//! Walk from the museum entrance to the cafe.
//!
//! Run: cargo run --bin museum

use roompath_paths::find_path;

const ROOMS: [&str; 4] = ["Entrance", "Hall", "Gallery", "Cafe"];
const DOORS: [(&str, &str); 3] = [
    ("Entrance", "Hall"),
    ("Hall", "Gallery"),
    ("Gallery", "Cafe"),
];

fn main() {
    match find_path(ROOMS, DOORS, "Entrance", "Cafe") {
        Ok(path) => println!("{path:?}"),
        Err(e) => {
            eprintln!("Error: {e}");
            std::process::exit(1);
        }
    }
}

——————

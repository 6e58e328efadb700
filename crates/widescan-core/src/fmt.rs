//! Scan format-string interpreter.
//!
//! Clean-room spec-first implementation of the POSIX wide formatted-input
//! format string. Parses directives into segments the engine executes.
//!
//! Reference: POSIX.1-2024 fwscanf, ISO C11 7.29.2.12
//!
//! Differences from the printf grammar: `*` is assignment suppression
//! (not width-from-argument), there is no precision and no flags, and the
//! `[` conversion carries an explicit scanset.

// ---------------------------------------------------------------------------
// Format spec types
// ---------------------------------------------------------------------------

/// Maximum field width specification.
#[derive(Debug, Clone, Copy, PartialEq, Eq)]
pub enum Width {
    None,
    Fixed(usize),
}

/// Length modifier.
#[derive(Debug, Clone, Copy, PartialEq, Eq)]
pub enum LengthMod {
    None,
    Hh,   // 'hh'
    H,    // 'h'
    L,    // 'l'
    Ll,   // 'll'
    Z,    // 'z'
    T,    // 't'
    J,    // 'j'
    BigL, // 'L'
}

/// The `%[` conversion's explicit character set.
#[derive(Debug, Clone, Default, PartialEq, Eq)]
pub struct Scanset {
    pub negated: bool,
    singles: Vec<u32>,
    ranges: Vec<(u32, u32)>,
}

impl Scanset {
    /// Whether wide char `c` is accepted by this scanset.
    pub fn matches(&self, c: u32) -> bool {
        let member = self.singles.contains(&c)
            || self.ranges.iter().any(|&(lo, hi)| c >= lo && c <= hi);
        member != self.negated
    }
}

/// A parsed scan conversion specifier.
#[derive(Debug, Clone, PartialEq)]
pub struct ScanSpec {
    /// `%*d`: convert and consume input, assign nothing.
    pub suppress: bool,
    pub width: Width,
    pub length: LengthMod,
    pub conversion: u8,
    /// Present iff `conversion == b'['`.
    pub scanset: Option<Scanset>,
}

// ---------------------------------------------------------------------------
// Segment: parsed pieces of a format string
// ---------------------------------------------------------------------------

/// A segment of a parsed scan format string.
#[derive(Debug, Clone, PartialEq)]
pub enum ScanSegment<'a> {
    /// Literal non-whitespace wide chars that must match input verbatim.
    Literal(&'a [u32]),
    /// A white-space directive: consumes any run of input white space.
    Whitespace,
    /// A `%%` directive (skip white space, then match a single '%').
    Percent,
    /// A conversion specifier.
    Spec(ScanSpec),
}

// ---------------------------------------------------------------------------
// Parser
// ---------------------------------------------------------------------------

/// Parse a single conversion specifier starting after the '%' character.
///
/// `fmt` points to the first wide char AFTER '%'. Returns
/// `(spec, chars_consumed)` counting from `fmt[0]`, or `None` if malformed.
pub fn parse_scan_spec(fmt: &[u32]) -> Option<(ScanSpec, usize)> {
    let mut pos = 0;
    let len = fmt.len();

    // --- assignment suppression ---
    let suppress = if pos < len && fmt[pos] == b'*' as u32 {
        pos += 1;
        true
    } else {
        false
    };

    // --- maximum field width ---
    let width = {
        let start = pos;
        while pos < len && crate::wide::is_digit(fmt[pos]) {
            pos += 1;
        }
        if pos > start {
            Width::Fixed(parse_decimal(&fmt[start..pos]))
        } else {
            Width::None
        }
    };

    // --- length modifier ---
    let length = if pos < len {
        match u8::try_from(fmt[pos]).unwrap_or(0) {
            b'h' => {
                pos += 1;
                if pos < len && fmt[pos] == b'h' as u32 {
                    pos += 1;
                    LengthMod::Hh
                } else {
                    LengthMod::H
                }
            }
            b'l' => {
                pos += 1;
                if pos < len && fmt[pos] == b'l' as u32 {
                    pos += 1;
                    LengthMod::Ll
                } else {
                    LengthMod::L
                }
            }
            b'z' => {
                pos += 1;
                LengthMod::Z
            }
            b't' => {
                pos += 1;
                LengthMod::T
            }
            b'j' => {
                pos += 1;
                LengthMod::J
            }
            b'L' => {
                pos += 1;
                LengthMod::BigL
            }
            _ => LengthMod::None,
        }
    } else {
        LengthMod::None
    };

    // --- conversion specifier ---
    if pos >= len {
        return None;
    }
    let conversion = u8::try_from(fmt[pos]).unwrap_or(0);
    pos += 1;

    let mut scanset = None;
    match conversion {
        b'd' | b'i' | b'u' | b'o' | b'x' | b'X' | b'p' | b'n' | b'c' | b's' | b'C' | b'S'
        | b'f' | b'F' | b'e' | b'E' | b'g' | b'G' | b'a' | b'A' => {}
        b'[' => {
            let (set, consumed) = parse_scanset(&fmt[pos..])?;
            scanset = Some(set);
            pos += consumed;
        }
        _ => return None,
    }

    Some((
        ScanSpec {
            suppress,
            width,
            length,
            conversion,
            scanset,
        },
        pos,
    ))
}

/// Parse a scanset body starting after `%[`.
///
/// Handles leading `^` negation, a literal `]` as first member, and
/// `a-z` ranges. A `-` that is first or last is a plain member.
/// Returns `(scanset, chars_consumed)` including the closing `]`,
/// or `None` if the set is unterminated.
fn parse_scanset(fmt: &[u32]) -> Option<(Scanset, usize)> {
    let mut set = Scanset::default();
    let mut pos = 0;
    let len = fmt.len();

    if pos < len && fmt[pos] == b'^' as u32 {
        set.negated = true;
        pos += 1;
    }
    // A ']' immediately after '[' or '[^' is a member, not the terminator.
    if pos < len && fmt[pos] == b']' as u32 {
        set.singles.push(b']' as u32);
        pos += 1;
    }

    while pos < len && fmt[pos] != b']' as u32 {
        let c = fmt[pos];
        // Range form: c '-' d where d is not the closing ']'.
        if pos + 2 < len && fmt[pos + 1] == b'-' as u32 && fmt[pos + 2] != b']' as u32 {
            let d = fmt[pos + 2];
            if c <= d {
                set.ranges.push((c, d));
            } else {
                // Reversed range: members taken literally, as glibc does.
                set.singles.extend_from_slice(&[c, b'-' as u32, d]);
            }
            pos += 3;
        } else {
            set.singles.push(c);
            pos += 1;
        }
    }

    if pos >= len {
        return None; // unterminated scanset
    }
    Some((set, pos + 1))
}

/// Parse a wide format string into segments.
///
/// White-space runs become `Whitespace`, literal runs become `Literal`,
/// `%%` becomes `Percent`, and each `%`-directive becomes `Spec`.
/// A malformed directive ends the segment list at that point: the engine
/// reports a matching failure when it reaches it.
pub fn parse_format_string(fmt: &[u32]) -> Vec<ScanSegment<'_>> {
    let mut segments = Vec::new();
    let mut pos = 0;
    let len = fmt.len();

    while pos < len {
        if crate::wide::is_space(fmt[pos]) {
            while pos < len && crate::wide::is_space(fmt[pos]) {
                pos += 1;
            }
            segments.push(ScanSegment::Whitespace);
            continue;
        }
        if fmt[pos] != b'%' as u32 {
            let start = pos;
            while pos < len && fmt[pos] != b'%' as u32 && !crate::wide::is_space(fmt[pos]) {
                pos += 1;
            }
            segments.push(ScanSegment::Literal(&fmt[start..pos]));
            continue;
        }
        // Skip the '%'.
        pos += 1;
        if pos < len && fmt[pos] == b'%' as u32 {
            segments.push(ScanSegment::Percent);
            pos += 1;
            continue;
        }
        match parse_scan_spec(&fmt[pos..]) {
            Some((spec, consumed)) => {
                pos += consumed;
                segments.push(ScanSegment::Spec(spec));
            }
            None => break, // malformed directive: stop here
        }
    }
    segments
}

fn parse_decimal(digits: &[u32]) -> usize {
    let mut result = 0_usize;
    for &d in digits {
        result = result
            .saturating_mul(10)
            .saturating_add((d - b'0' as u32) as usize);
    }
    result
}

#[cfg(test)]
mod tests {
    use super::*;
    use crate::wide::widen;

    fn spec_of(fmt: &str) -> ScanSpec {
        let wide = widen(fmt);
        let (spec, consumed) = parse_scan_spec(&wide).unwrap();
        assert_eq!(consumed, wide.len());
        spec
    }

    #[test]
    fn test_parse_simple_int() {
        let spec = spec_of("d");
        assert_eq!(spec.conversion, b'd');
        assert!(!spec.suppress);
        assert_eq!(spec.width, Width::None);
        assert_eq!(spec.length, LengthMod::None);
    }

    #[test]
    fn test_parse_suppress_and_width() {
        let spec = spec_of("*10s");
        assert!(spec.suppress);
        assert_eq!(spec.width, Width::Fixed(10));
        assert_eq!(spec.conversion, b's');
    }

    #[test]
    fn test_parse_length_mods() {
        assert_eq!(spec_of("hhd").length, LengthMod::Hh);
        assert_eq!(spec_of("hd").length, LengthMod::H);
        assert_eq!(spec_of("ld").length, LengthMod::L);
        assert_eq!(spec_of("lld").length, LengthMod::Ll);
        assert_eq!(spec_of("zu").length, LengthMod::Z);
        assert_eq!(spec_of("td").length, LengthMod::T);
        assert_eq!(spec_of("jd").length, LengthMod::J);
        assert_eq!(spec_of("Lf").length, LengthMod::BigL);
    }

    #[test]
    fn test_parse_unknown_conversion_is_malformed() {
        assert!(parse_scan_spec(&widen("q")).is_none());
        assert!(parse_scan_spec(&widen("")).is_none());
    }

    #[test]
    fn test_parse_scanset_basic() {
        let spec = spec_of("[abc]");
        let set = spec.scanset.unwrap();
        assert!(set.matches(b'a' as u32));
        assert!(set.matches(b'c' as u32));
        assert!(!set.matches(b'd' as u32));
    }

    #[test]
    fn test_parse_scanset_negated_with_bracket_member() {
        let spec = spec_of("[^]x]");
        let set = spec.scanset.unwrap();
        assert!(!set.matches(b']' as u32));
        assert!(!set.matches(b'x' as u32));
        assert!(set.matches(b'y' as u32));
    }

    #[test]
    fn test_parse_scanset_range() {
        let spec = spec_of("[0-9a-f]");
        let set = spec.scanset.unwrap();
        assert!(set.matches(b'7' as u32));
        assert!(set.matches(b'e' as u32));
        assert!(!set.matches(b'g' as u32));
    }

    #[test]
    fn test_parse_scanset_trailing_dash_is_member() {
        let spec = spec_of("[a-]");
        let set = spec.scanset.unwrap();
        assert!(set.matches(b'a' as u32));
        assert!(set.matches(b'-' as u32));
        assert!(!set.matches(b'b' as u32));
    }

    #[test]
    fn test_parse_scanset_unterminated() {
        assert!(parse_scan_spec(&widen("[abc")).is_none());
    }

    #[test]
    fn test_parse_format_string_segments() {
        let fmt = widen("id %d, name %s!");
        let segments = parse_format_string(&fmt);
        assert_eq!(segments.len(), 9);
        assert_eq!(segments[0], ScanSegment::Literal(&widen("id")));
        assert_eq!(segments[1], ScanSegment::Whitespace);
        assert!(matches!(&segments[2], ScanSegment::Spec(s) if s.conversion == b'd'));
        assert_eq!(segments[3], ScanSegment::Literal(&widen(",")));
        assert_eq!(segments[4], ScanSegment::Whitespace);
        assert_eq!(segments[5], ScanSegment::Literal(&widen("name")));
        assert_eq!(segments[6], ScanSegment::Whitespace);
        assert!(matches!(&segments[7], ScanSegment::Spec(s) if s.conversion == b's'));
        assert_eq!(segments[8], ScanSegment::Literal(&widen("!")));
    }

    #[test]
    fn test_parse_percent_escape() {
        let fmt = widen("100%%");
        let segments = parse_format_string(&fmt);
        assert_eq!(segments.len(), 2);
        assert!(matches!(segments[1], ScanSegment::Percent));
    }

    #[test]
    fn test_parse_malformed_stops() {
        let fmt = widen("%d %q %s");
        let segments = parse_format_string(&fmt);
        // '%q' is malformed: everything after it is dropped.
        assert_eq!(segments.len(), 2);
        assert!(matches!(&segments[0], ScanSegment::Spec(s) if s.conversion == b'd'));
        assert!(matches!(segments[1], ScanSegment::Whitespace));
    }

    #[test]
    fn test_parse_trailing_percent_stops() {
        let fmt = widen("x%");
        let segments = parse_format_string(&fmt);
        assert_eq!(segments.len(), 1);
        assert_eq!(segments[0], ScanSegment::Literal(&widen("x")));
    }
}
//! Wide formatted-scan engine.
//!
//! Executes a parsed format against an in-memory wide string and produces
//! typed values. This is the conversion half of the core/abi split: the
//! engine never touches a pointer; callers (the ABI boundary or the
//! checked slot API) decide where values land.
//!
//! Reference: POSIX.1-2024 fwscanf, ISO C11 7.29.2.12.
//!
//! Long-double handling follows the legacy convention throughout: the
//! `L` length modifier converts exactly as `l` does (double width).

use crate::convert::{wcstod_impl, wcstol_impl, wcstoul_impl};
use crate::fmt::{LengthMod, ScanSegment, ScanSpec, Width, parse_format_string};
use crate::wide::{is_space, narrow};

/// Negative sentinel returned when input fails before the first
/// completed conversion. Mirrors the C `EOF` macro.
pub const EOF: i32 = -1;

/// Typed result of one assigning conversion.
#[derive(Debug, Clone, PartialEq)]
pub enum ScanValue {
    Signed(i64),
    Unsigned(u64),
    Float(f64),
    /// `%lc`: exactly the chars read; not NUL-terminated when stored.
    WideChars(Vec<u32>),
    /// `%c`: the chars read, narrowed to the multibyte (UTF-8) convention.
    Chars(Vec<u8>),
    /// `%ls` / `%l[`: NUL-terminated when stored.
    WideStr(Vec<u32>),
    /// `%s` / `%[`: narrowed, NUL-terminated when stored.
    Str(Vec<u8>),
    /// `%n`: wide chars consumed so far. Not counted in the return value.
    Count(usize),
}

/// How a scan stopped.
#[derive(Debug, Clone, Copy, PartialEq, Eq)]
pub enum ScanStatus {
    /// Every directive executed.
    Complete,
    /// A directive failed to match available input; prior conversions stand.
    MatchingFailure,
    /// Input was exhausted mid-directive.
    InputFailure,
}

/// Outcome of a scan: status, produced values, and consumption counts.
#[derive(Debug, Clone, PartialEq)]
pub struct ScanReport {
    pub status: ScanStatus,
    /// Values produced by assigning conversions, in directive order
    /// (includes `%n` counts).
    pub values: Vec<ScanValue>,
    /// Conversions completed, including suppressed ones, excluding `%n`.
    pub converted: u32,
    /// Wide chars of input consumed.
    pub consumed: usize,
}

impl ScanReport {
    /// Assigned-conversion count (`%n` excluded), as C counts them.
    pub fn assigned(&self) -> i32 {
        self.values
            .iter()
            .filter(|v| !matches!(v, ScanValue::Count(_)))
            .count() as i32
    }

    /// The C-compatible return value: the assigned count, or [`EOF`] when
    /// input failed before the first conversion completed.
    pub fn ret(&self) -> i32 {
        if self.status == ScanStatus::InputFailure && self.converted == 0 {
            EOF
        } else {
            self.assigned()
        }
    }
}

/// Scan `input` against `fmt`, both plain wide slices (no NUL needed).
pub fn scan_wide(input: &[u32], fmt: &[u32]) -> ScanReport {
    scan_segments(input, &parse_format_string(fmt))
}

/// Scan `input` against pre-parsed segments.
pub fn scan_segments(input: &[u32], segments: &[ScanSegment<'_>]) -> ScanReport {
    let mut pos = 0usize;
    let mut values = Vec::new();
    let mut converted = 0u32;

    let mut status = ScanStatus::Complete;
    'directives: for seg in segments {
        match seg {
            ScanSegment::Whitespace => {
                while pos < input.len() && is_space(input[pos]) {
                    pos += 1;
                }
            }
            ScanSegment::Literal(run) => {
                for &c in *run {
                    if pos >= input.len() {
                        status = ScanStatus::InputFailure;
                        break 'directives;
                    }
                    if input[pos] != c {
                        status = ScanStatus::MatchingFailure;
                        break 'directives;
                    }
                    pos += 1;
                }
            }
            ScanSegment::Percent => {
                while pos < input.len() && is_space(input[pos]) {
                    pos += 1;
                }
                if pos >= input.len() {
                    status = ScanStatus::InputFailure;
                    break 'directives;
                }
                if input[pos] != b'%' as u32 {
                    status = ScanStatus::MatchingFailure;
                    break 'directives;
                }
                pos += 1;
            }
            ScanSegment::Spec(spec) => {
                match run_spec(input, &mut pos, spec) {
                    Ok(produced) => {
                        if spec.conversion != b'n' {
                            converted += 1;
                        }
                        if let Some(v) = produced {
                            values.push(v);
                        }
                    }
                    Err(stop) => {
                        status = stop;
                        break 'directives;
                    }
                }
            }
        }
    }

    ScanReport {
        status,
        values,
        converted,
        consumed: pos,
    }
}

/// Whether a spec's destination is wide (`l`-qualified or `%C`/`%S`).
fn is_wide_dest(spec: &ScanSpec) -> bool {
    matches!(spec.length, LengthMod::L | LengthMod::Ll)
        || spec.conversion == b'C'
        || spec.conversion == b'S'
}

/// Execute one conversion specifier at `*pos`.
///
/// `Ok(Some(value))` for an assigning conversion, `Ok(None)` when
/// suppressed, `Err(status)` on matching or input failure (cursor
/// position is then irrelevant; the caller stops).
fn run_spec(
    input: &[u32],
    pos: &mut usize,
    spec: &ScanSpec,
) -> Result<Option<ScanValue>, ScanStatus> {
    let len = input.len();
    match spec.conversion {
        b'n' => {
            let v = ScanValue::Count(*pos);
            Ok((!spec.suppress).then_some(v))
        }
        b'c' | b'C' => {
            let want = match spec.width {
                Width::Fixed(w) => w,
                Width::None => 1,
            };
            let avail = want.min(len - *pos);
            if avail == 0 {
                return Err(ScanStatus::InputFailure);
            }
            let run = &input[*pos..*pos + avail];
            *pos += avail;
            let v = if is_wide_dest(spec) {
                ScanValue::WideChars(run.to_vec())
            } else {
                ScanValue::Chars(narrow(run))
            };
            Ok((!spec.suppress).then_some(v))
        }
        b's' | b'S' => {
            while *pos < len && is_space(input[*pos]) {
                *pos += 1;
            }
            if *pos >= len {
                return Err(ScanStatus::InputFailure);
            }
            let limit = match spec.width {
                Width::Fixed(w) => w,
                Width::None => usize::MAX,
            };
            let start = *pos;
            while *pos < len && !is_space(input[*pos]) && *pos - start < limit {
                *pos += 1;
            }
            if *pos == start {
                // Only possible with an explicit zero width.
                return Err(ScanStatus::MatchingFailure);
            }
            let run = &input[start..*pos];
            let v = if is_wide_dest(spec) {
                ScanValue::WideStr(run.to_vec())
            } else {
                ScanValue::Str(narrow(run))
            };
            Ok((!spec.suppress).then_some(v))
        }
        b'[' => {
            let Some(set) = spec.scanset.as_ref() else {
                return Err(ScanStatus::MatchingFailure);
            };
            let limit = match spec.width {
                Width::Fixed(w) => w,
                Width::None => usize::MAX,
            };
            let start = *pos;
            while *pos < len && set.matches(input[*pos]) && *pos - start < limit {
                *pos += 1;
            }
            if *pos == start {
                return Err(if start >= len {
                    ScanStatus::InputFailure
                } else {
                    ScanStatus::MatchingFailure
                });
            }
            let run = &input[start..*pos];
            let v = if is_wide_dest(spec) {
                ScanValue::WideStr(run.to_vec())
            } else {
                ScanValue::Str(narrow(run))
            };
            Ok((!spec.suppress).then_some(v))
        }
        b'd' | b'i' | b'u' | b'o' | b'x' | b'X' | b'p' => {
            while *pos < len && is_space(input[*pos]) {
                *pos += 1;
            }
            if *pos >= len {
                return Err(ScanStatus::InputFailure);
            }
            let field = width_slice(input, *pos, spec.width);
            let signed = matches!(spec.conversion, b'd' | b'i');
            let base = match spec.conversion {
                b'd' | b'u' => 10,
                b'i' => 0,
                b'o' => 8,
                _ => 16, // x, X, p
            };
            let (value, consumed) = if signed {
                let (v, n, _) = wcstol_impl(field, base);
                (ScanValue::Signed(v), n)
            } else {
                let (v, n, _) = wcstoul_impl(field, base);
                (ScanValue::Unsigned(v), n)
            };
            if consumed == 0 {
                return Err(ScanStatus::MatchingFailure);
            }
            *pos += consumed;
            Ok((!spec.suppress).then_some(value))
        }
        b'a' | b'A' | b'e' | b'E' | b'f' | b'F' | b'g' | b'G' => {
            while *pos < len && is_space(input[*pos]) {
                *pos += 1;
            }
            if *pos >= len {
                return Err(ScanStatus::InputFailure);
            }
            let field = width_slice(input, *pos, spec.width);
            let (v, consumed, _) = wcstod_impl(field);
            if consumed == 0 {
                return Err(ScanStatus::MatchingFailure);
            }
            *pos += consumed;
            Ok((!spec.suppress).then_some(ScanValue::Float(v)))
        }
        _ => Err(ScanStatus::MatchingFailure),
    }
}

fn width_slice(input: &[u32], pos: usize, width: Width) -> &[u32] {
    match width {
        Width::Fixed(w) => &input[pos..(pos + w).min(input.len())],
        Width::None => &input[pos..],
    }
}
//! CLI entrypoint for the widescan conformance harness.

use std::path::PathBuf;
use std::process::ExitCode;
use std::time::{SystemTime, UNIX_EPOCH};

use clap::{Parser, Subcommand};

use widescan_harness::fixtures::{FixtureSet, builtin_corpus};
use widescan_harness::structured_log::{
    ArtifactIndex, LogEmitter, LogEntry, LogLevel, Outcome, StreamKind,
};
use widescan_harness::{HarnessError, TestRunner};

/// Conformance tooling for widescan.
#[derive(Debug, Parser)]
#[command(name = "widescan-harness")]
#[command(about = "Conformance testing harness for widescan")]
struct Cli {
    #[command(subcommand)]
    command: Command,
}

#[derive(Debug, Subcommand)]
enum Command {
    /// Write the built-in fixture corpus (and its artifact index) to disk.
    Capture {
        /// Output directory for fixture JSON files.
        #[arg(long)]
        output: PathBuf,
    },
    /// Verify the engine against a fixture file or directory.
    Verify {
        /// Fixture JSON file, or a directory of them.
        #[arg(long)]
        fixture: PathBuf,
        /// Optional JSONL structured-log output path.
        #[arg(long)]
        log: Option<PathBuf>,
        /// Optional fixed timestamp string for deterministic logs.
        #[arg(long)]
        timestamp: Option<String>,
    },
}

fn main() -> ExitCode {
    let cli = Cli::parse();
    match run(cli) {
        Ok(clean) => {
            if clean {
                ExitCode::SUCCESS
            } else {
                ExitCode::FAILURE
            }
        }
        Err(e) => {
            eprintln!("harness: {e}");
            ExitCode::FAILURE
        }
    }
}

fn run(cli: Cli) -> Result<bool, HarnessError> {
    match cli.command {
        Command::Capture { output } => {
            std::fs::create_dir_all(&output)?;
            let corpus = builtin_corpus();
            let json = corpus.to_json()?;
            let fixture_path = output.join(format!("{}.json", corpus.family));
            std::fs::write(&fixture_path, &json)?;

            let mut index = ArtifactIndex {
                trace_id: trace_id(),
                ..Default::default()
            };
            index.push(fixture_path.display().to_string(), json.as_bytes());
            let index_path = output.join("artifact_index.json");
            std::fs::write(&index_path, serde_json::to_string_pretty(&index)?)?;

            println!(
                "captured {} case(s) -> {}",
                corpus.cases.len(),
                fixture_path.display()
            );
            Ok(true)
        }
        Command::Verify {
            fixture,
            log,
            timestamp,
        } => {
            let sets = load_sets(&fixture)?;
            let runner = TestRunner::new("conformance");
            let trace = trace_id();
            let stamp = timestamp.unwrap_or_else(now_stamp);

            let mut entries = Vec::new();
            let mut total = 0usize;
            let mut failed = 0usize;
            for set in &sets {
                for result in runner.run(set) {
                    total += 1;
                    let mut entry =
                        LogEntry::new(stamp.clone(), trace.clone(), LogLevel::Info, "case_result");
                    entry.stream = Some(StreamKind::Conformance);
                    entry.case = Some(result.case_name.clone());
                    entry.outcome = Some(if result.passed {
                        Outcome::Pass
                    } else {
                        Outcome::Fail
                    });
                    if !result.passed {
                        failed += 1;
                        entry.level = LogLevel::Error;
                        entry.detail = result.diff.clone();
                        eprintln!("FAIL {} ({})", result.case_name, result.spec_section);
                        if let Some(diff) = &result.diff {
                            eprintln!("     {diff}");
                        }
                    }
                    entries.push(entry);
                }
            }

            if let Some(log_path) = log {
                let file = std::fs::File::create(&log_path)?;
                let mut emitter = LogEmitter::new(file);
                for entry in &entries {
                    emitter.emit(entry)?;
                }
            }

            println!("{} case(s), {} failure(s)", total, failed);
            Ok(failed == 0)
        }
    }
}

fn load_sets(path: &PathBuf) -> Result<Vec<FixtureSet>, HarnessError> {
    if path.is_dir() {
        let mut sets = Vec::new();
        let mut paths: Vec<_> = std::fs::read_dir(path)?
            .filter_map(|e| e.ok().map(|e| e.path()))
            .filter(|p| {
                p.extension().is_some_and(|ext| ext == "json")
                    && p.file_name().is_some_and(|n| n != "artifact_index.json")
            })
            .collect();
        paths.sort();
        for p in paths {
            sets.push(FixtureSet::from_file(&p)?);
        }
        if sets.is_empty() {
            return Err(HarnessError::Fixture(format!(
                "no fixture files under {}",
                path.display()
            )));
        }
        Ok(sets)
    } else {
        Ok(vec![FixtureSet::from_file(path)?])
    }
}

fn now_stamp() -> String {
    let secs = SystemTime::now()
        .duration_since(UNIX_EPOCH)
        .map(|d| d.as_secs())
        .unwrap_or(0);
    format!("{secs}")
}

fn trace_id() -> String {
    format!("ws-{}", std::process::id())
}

——————

Exercise instructions: Copy out every line of the material above that contains the string "HarnessError".

Response below:
use widescan_harness::{HarnessError, TestRunner};
fn run(cli: Cli) -> Result<bool, HarnessError> {
fn load_sets(path: &PathBuf) -> Result<Vec<FixtureSet>, HarnessError> {
            return Err(HarnessError::Fixture(format!(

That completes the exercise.